People are always drawn to the warmth and the visual texture of a varnished wood kayak, but the beauty of a plywood kayak can and should be more than skin deep. Not only do the sweeping curves of the Coho 17’s multichined hull and beveled deck offer up an elegance that sets a kayak like the Coho apart from mainstream composite and rotomolded plastic kayaks, but this stitch-and-glue kayak is also lighter and stiffer than fiberglass kayaks and plastic kayaks of similar size. Pygmy’s computer-generated panel shapes and laser-cut templates produce kit pieces that will come together in an exceptionally fair hull that will hold its shape for the life of the boat. [Update: Pygmy closed at the outset of the pandemic. —Ed.]
In Pygmy’s early kits, butt blocks were used to back up the joints required to make the full-length strakes. The blocks have been done away with, and the butt joints are now just glued and ’glassed. They are every bit as strong, a bit lighter, and make for a cleaner interior. The bottom of the Coho has a slight V through the midsection, enough of a crease to give the midsection plenty of stiffness. The triple-chined hull is lined off into four well-proportioned strakes. The deck has a central ridge that sheds water well and beveled side panels that keep the beam of the boat low and out of the way of the paddle.
At just under 40 lbs, the Coho is an easy lift and carry. You won’t find yourself muttering by the time you get it into the water. The cockpit opening was long enough for me (I’m a bit over 6′ tall) to get in seat-first. That can be an advantage over a small cockpit that requires you sit on the afterdeck and slide into the cockpit feet-first. If you bail out of the Coho after a capsize, you can crawl aboard, straddle the deck, and drop your weight into the seat. Most folks will have enough stability then to get their feet in without having to set up a paddle-float outrigger to stabilize the kayak.
The self-inflating (Therm-a-Rest) seat pad is fairly comfortable initially, but the muscle tension required to keep the legs locked into the thigh braces can eventually lead to fatigue and numbness. The pad also makes for a slightly mushy connection to the boat. For one of my outings in the Coho, I replaced the pad with a minicell foam seat I’d sculpted for one of my own kayaks. My homemade seat is about 15″ long and about 3″ thick at its forward end. Its deep custom-fit contours are more comfortable in the long haul, and the support it provides under my legs keeps my feet from going numb. I also found that the solid connection of the sculpted seat made the Coho easier to control when edging the hull through turns or in surf. If you have rough-water paddling in your sights, carve your stern into a block of minicell.
Once afloat, I felt quite comfortable in the Coho. It has plenty of initial stability so I could set the paddle down and not have to think about keeping the boat upright. Even when the Coho and I were getting slapped around by waves breaking in the shallows, I was able to fiddle with my VHF radio while I had my paddle tucked under my elbow. The Coho has a strong righting moment when set on edge. Canting my hips, I could get the sheer submerged and still feel stable. Only when the coaming touched the water did I feel the stability taper off.

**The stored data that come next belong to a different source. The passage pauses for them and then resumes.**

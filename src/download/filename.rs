//! Filename sanitisation, destination layout, and unique path resolution.

use std::path::{Component, Path, PathBuf};

use url::Url;

/// Folder used when an item carries no subject.
const UNKNOWN_SUBJECT: &str = "unknown";

/// Highest numeric suffix tried before falling back to a timestamp.
const MAX_SUFFIX: usize = 1000;

/// Parses a Content-Disposition header for its filename.
///
/// Handles `filename="a.sto"`, `filename=a.sto`, and the RFC 5987
/// `filename*=UTF-8''a%20b.sto` form (preferred when present).
pub(crate) fn parse_content_disposition(header: &str) -> Option<String> {
    if let Some(pos) = header.find("filename*=") {
        let value = header[pos + 10..].trim();
        if let Some(quote_pos) = value.find("''") {
            let encoded = &value[quote_pos + 2..];
            let end = encoded.find(';').unwrap_or(encoded.len());
            if let Ok(decoded) = urlencoding::decode(encoded[..end].trim()) {
                return Some(decoded.into_owned());
            }
        }
    }

    if let Some(pos) = header.find("filename=") {
        let value = header[pos + 9..].trim();
        if let Some(stripped) = value.strip_prefix('"') {
            if let Some(end) = stripped.find('"') {
                return Some(stripped[..end].to_string());
            }
        } else {
            let end = value.find(';').unwrap_or(value.len());
            let filename = value[..end].trim();
            if !filename.is_empty() {
                return Some(filename.to_string());
            }
        }
    }

    None
}

/// Last non-empty path segment of a URL, percent-decoded.
pub(crate) fn filename_from_url(url: &str) -> Option<String> {
    let parsed = Url::parse(url).ok()?;
    let last = parsed.path_segments()?.next_back()?;
    if last.is_empty() {
        return None;
    }
    let decoded = urlencoding::decode(last).ok()?;
    Some(decoded.into_owned())
}

/// Replaces characters invalid on common filesystems (`/ \ : * ? " < > |`
/// and control characters) with `_`. Never returns `.`, `..`, or an empty name.
#[must_use]
pub fn sanitize_filename(name: &str) -> String {
    let sanitized: String = name
        .trim()
        .chars()
        .map(|c| match c {
            '/' | '\\' | ':' | '*' | '?' | '"' | '<' | '>' | '|' => '_',
            c if c.is_control() => '_',
            c => c,
        })
        .collect();

    if sanitized.is_empty() {
        return "_".to_string();
    }

    if is_safe_filename_segment(&sanitized) {
        sanitized
    } else {
        sanitized.replace('.', "_")
    }
}

/// Destination directory for an item:
/// `<root>/<subject>/<relative path>` or `<root>/<subject>` when unresolved.
#[must_use]
pub fn destination_dir(root: &Path, subject: &str, relative_path: Option<&str>) -> PathBuf {
    let subject = if subject.trim().is_empty() {
        UNKNOWN_SUBJECT.to_string()
    } else {
        sanitize_filename(subject)
    };

    let mut dir = root.join(subject);
    if let Some(relative) = relative_path {
        for segment in relative.split(['/', '\\']).filter(|s| !s.is_empty()) {
            dir.push(sanitize_filename(segment));
        }
    }
    dir
}

/// Picks a path in `dir` for `filename` that does not clobber another file.
///
/// The plain name is used when free or when it is one of the `owned` files
/// (stored by this item previously). Otherwise `stem_2.ext`, `stem_3.ext`,
/// ... are tried.
pub(crate) fn resolve_unique_path(dir: &Path, filename: &str, owned: &[PathBuf]) -> PathBuf {
    let filename = sanitize_filename(filename);
    let base_path = dir.join(&filename);
    let is_available = |path: &Path| !path.exists() || owned.iter().any(|o| o == path);

    if is_available(&base_path) {
        return base_path;
    }

    let (stem, ext) = match filename.rfind('.') {
        Some(pos) if pos > 0 => (&filename[..pos], &filename[pos..]),
        _ => (filename.as_str(), ""),
    };

    for i in 2..MAX_SUFFIX {
        let candidate = dir.join(format!("{stem}_{i}{ext}"));
        if is_available(&candidate) {
            return candidate;
        }
    }

    let timestamp = std::time::SystemTime::now()
        .duration_since(std::time::UNIX_EPOCH)
        .map(|d| d.as_secs())
        .unwrap_or(0);
    dir.join(format!("{stem}_{timestamp}{ext}"))
}

fn is_safe_filename_segment(name: &str) -> bool {
    !Path::new(name).components().any(|component| {
        matches!(
            component,
            Component::CurDir | Component::ParentDir | Component::RootDir | Component::Prefix(_)
        )
    })
}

Underway, the Coho tracks well and the bow yaws very little between strokes. The long waterline and sharp ends that contribute to the Coho’s tracking ability will work against you when you try to turn, but a bit of edging will curve the waterline and lift the ends enough to get the hull to carve through a turn. Canting my hips to edge the Coho up to the limits of its stability allowed me to make respectably tight turns. At 17′ 6″ long, the Coho has an appropriate balance between tracking and maneuverability for performance touring. Pygmy offers a rudder as an option, but I don’t think the Coho needs one.
I did several speed trials in the still water using a GPS as a knotmeter. At a relaxed pace I could easily maintain 4.5 knots, a pretty brisk clip for not breaking a sweat. Taking my effort up a notch to an aerobic workout level, I could hold 5.5 knots. Going flat-out over about 50 yards, I could briefly bump up to 6.5 knots. That’s a good set of numbers for a kayak designed for cruising.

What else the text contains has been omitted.